Faster alternative to file_get_contents()

Faster alternative to file_get_contents() - php

Currently I'm using file_get_contents() to submit GET data to an array of sites, but upon execution of the page I get this error:
Fatal error: Maximum execution time of 30 seconds exceeded
All I really want the script to do is start loading the webpage, and then leave. Each webpage may take up to 5 minutes to load fully, and I don't need it to load fully.
Here is what I currently have:
foreach($sites as $s) //Create one line to read from a wide array
{
file_get_contents($s['url']); // Send to the shells
}
EDIT: To clear any confusion, this script is being used to start scripts on other servers, that return no data.
EDIT: I'm now attempting to use cURL to do the trick, by setting a timeout of one second to make it send the data and then stop.
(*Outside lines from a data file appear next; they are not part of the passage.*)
//! CryptoNight algorithm constants.

/// Total size of the scratchpad working memory.
pub const MEMORY: usize = 1 << 21;

/// Number of scratchpad iterations; the main loop runs `ITER / 2` turns.
pub const ITER: usize = 1 << 20;

/// Size of an AES block.
pub const AES_BLOCK_SIZE: usize = 16;

/// Size of an AES-256 key.
pub const AES_KEY_SIZE: usize = 32;

/// Number of blocks carried through explode/implode at a time.
pub const INIT_SIZE_BLOCK: usize = 8;

/// Number of scratchpad bytes written per explode/implode row.
pub const INIT_SIZE_BYTE: usize = INIT_SIZE_BLOCK * AES_BLOCK_SIZE;

/// Total number of 16-byte blocks in the scratchpad.
pub const TOTAL_BLOCKS: usize = MEMORY / AES_BLOCK_SIZE;

/// Size of the Keccak sponge state in bytes.
pub const STATE_SIZE: usize = 200;

/// Number of AES round keys expanded from 32 bytes of state.
pub const ROUND_KEYS: usize = 10;

/// Size of the round-key buffer.
pub const KEY_BUFFER_SIZE: usize = ROUND_KEYS * AES_BLOCK_SIZE;
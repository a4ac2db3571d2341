//! Portable scalar kernel.
//!
//! Self-contained realization of explode / iterate / implode over the table
//! AES round, producing byte-identical results to the hardware engines. This
//! is the reference the other backends are tested against.

use crate::kernels::aes;
use crate::kernels::constants::{
    AES_BLOCK_SIZE, INIT_SIZE_BYTE, KEY_BUFFER_SIZE, MEMORY, STATE_SIZE,
};
use crate::kernels::{init_ab, load64, round_keys, state_index, store64, widening_mul, RoundEngine};

pub static ENGINE: RoundEngine = RoundEngine {
    name: "portable",
    expand_keys: aes::expand_keys,
    explode,
    iterate,
    implode,
    aes_round: aes::aes_round,
};

// =============================================================================
// EXPLODE
// =============================================================================

/// Fill the scratchpad: the eight text blocks from state bytes 64..192 are
/// run through ten AES rounds and written out, carrying the encrypted result
/// into the next row.
pub fn explode(scratchpad: &mut [u8], state: &[u8; STATE_SIZE], keys: &[u8; KEY_BUFFER_SIZE]) {
    debug_assert_eq!(scratchpad.len(), MEMORY);
    let rk = round_keys(keys);

    let mut text = [0u8; INIT_SIZE_BYTE];
    text.copy_from_slice(&state[64..64 + INIT_SIZE_BYTE]);

    for row in scratchpad.chunks_exact_mut(INIT_SIZE_BYTE) {
        for block in text.chunks_exact_mut(AES_BLOCK_SIZE) {
            let mut b = [0u8; 16];
            b.copy_from_slice(block);
            for key in &rk {
                b = aes::aes_round(&b, key);
            }
            block.copy_from_slice(&b);
        }
        row.copy_from_slice(&text);
    }
}

// =============================================================================
// ITERATE
// =============================================================================

/// The memory-hard loop. Each turn reads a block addressed by A, enciphers it
/// with A, stores it XOR B, then folds a widening multiply against a second
/// data-dependent block back into A.
pub fn iterate(scratchpad: &mut [u8], state: &[u8; STATE_SIZE], turns: usize) {
    debug_assert_eq!(scratchpad.len(), MEMORY);
    let (mut a, mut b) = init_ab(state);

    for _ in 0..turns {
        let idx0 = state_index(load64(&a, 0));
        let mut block = [0u8; 16];
        block.copy_from_slice(&scratchpad[idx0..idx0 + 16]);
        let c = aes::aes_round(&block, &a);
        for (dst, (&c_byte, &b_byte)) in
            scratchpad[idx0..idx0 + 16].iter_mut().zip(c.iter().zip(b.iter()))
        {
            *dst = c_byte ^ b_byte;
        }

        let idx1 = state_index(load64(&c, 0));
        let d0 = load64(&scratchpad[idx1..idx1 + 16], 0);
        let d1 = load64(&scratchpad[idx1..idx1 + 16], 1);

        let (hi, lo) = widening_mul(load64(&c, 0), d0);
        let hi = hi.wrapping_add(load64(&a, 0));
        let lo = lo.wrapping_add(load64(&a, 1));

        store64(&mut scratchpad[idx1..idx1 + 16], 0, hi);
        store64(&mut scratchpad[idx1..idx1 + 16], 1, lo);
        store64(&mut a, 0, d0 ^ hi);
        store64(&mut a, 1, d1 ^ lo);
        b = c;
    }
}

// =============================================================================
// IMPLODE
// =============================================================================

/// Reabsorb the scratchpad: each row is XORed into the state text block,
/// which is then run through ten AES rounds with the second key set.
pub fn implode(state: &mut [u8; STATE_SIZE], scratchpad: &[u8], keys: &[u8; KEY_BUFFER_SIZE]) {
    debug_assert_eq!(scratchpad.len(), MEMORY);
    let rk = round_keys(keys);

    for row in scratchpad.chunks_exact(INIT_SIZE_BYTE) {
        for (j, src) in row.chunks_exact(AES_BLOCK_SIZE).enumerate() {
            let offset = 64 + j * AES_BLOCK_SIZE;
            let mut b = [0u8; 16];
            for (dst, (&state_byte, &pad_byte)) in b
                .iter_mut()
                .zip(state[offset..offset + 16].iter().zip(src.iter()))
            {
                *dst = state_byte ^ pad_byte;
            }
            for key in &rk {
                b = aes::aes_round(&b, key);
            }
            state[offset..offset + 16].copy_from_slice(&b);
        }
    }
}
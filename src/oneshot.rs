//! One-shot convenience API.
//!
//! Each call allocates a fresh 2 MiB context; miners and anything else on a
//! hot path should hold a [`Hasher`] instead.

use subtle::ConstantTimeEq;

use crate::context::Hasher;
use crate::types::OutOfMemory;

/// Compute the CryptoNight digest of `input`.
///
/// # Errors
/// Returns [`OutOfMemory`] when the scratchpad cannot be allocated.
///
/// # Example
/// ```rust
/// let digest = cryptonight::hash(b"This is a test")?;
/// assert_eq!(digest.len(), 32);
/// # Ok::<(), cryptonight::OutOfMemory>(())
/// ```
pub fn hash(input: &[u8]) -> Result<[u8; 32], OutOfMemory> {
    let mut hasher = Hasher::new()?;
    Ok(hasher.hash(input))
}

/// Verify a digest in constant time.
///
/// # Errors
/// Returns [`OutOfMemory`] when the scratchpad cannot be allocated.
pub fn verify(input: &[u8], expected: &[u8; 32]) -> Result<bool, OutOfMemory> {
    let digest = hash(input)?;
    Ok(digest.ct_eq(expected).into())
}
//! x86 AES-NI kernel.
//!
//! One `aesenc` per round and the `aeskeygenassist` schedule. Only reachable
//! through the dispatcher after runtime CPUID validation, so the safe
//! wrappers below may assume the features are present.

#![allow(unsafe_code)]

#[cfg(target_arch = "x86")]
use core::arch::x86::*;
#[cfg(target_arch = "x86_64")]
use core::arch::x86_64::*;

use crate::kernels::constants::{
    AES_BLOCK_SIZE, INIT_SIZE_BLOCK, INIT_SIZE_BYTE, KEY_BUFFER_SIZE, MEMORY, ROUND_KEYS,
    STATE_SIZE,
};
use crate::kernels::{init_ab, state_index, widening_mul, RoundEngine};

pub static ENGINE: RoundEngine = RoundEngine {
    name: "aes-ni",
    expand_keys,
    explode,
    iterate,
    implode,
    aes_round,
};

// =============================================================================
// SAFE WRAPPERS
// =============================================================================

fn expand_keys(keys: &mut [u8; KEY_BUFFER_SIZE], state: &[u8; STATE_SIZE], offset: usize) {
    // SAFETY: the dispatcher selects this engine only after AES and SSE2 are
    // detected at runtime.
    unsafe { expand_keys_aesni(keys, state, offset) }
}

fn explode(scratchpad: &mut [u8], state: &[u8; STATE_SIZE], keys: &[u8; KEY_BUFFER_SIZE]) {
    // SAFETY: as above.
    unsafe { explode_aesni(scratchpad, state, keys) }
}

fn iterate(scratchpad: &mut [u8], state: &[u8; STATE_SIZE], turns: usize) {
    // SAFETY: as above.
    unsafe { iterate_aesni(scratchpad, state, turns) }
}

fn implode(state: &mut [u8; STATE_SIZE], scratchpad: &[u8], keys: &[u8; KEY_BUFFER_SIZE]) {
    // SAFETY: as above.
    unsafe { implode_aesni(state, scratchpad, keys) }
}

fn aes_round(block: &[u8; 16], key: &[u8; 16]) -> [u8; 16] {
    // SAFETY: as above.
    unsafe { aes_round_aesni(block, key) }
}

// =============================================================================
// KEY SCHEDULE
// =============================================================================

#[target_feature(enable = "sse2")]
unsafe fn assist1(mut t1: __m128i, t2: __m128i) -> __m128i {
    let t2 = _mm_shuffle_epi32::<0xff>(t2);
    let mut t4 = _mm_slli_si128::<0x04>(t1);
    t1 = _mm_xor_si128(t1, t4);
    t4 = _mm_slli_si128::<0x04>(t4);
    t1 = _mm_xor_si128(t1, t4);
    t4 = _mm_slli_si128::<0x04>(t4);
    t1 = _mm_xor_si128(t1, t4);
    _mm_xor_si128(t1, t2)
}

#[target_feature(enable = "aes")]
#[target_feature(enable = "sse2")]
unsafe fn assist2(t1: __m128i, mut t3: __m128i) -> __m128i {
    let t2 = _mm_shuffle_epi32::<0xaa>(_mm_aeskeygenassist_si128::<0x00>(t1));
    let mut t4 = _mm_slli_si128::<0x04>(t3);
    t3 = _mm_xor_si128(t3, t4);
    t4 = _mm_slli_si128::<0x04>(t4);
    t3 = _mm_xor_si128(t3, t4);
    t4 = _mm_slli_si128::<0x04>(t4);
    t3 = _mm_xor_si128(t3, t4);
    _mm_xor_si128(t3, t2)
}

#[target_feature(enable = "aes")]
#[target_feature(enable = "sse2")]
unsafe fn expand_keys_aesni(
    keys: &mut [u8; KEY_BUFFER_SIZE],
    state: &[u8; STATE_SIZE],
    offset: usize,
) {
    let mut t1 = _mm_loadu_si128(state.as_ptr().add(offset).cast());
    let mut t3 = _mm_loadu_si128(state.as_ptr().add(offset + 16).cast());

    let out = keys.as_mut_ptr().cast::<__m128i>();
    _mm_storeu_si128(out, t1);
    _mm_storeu_si128(out.add(1), t3);

    macro_rules! expand_pair {
        ($rcon:literal, $slot:expr) => {
            let t2 = _mm_aeskeygenassist_si128::<$rcon>(t3);
            t1 = assist1(t1, t2);
            _mm_storeu_si128(out.add($slot), t1);
            t3 = assist2(t1, t3);
            _mm_storeu_si128(out.add($slot + 1), t3);
        };
    }

    expand_pair!(0x01, 2);
    expand_pair!(0x02, 4);
    expand_pair!(0x04, 6);
    expand_pair!(0x08, 8);
}

// =============================================================================
// ROUNDS
// =============================================================================

#[target_feature(enable = "aes")]
#[target_feature(enable = "sse2")]
unsafe fn aes_round_aesni(block: &[u8; 16], key: &[u8; 16]) -> [u8; 16] {
    let b = _mm_loadu_si128(block.as_ptr().cast());
    let k = _mm_loadu_si128(key.as_ptr().cast());
    let mut out = [0u8; 16];
    _mm_storeu_si128(out.as_mut_ptr().cast(), _mm_aesenc_si128(b, k));
    out
}

#[target_feature(enable = "sse2")]
unsafe fn load_keys(keys: &[u8; KEY_BUFFER_SIZE]) -> [__m128i; ROUND_KEYS] {
    let mut rk = [_mm_setzero_si128(); ROUND_KEYS];
    for (i, key) in rk.iter_mut().enumerate() {
        *key = _mm_loadu_si128(keys.as_ptr().add(i * AES_BLOCK_SIZE).cast());
    }
    rk
}

#[target_feature(enable = "aes")]
#[target_feature(enable = "sse2")]
unsafe fn explode_aesni(
    scratchpad: &mut [u8],
    state: &[u8; STATE_SIZE],
    keys: &[u8; KEY_BUFFER_SIZE],
) {
    debug_assert_eq!(scratchpad.len(), MEMORY);
    let rk = load_keys(keys);

    let mut text = [_mm_setzero_si128(); INIT_SIZE_BLOCK];
    for (j, block) in text.iter_mut().enumerate() {
        *block = _mm_loadu_si128(state.as_ptr().add(64 + j * AES_BLOCK_SIZE).cast());
    }

    let mut dst = scratchpad.as_mut_ptr();
    for _ in 0..MEMORY / INIT_SIZE_BYTE {
        for block in &mut text {
            for key in &rk {
                *block = _mm_aesenc_si128(*block, *key);
            }
            _mm_storeu_si128(dst.cast(), *block);
            dst = dst.add(AES_BLOCK_SIZE);
        }
    }
}

#[target_feature(enable = "aes")]
#[target_feature(enable = "sse2")]
unsafe fn iterate_aesni(scratchpad: &mut [u8], state: &[u8; STATE_SIZE], turns: usize) {
    debug_assert_eq!(scratchpad.len(), MEMORY);
    let (a0, b0) = init_ab(state);
    let mut a = _mm_loadu_si128(a0.as_ptr().cast());
    let mut b = _mm_loadu_si128(b0.as_ptr().cast());
    let base = scratchpad.as_mut_ptr();

    for _ in 0..turns {
        let mut t0 = [0u64; 2];
        _mm_storeu_si128(t0.as_mut_ptr().cast(), a);
        let index0 = state_index(t0[0]);

        let mut c = _mm_loadu_si128(base.add(index0).cast());
        c = _mm_aesenc_si128(c, a);

        let mut t1 = [0u64; 2];
        _mm_storeu_si128(t1.as_mut_ptr().cast(), c);
        let index1 = state_index(t1[0]);
        _mm_prefetch::<_MM_HINT_T0>(base.add(index1).cast());

        b = _mm_xor_si128(b, c);
        _mm_storeu_si128(base.add(index0).cast(), b);

        let p = base.add(index1);
        let d = _mm_loadu_si128(p.cast());
        let mut lanes = [0u64; 2];
        _mm_storeu_si128(lanes.as_mut_ptr().cast(), d);

        let (hi, lo) = widening_mul(t1[0], lanes[0]);
        a = _mm_add_epi64(a, _mm_set_epi64x(lo as i64, hi as i64));
        _mm_storeu_si128(p.cast(), a);
        a = _mm_xor_si128(a, d);
        b = c;
    }
}

#[target_feature(enable = "aes")]
#[target_feature(enable = "sse2")]
unsafe fn implode_aesni(
    state: &mut [u8; STATE_SIZE],
    scratchpad: &[u8],
    keys: &[u8; KEY_BUFFER_SIZE],
) {
    debug_assert_eq!(scratchpad.len(), MEMORY);
    let rk = load_keys(keys);

    let mut src = scratchpad.as_ptr();
    for _ in 0..MEMORY / INIT_SIZE_BYTE {
        for j in 0..INIT_SIZE_BLOCK {
            let block = state.as_mut_ptr().add(64 + j * AES_BLOCK_SIZE);
            let mut d = _mm_loadu_si128(block.cast());
            d = _mm_xor_si128(d, _mm_loadu_si128(src.cast()));
            src = src.add(AES_BLOCK_SIZE);
            for key in &rk {
                d = _mm_aesenc_si128(d, *key);
            }
            _mm_storeu_si128(block.cast(), d);
        }
    }
}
Here is my code:
$ch = curl_init($s['url']); //load the urls
curl_setopt($ch, CURLOPT_CONNECTTIMEOUT, 1); //Only send the data, don't wait.
curl_exec($ch); //Execute
curl_close($ch); //Close it off.
Perhaps I've set the option wrong. I'm looking through some manuals as we speak. Just giving you an update. Thank you all of you that are helping me thus far.
EDIT: Ah, found the problem. I was using CURLOPT_CONNECTTIMEOUT instead of CURLOPT_TIMEOUT. Whoops.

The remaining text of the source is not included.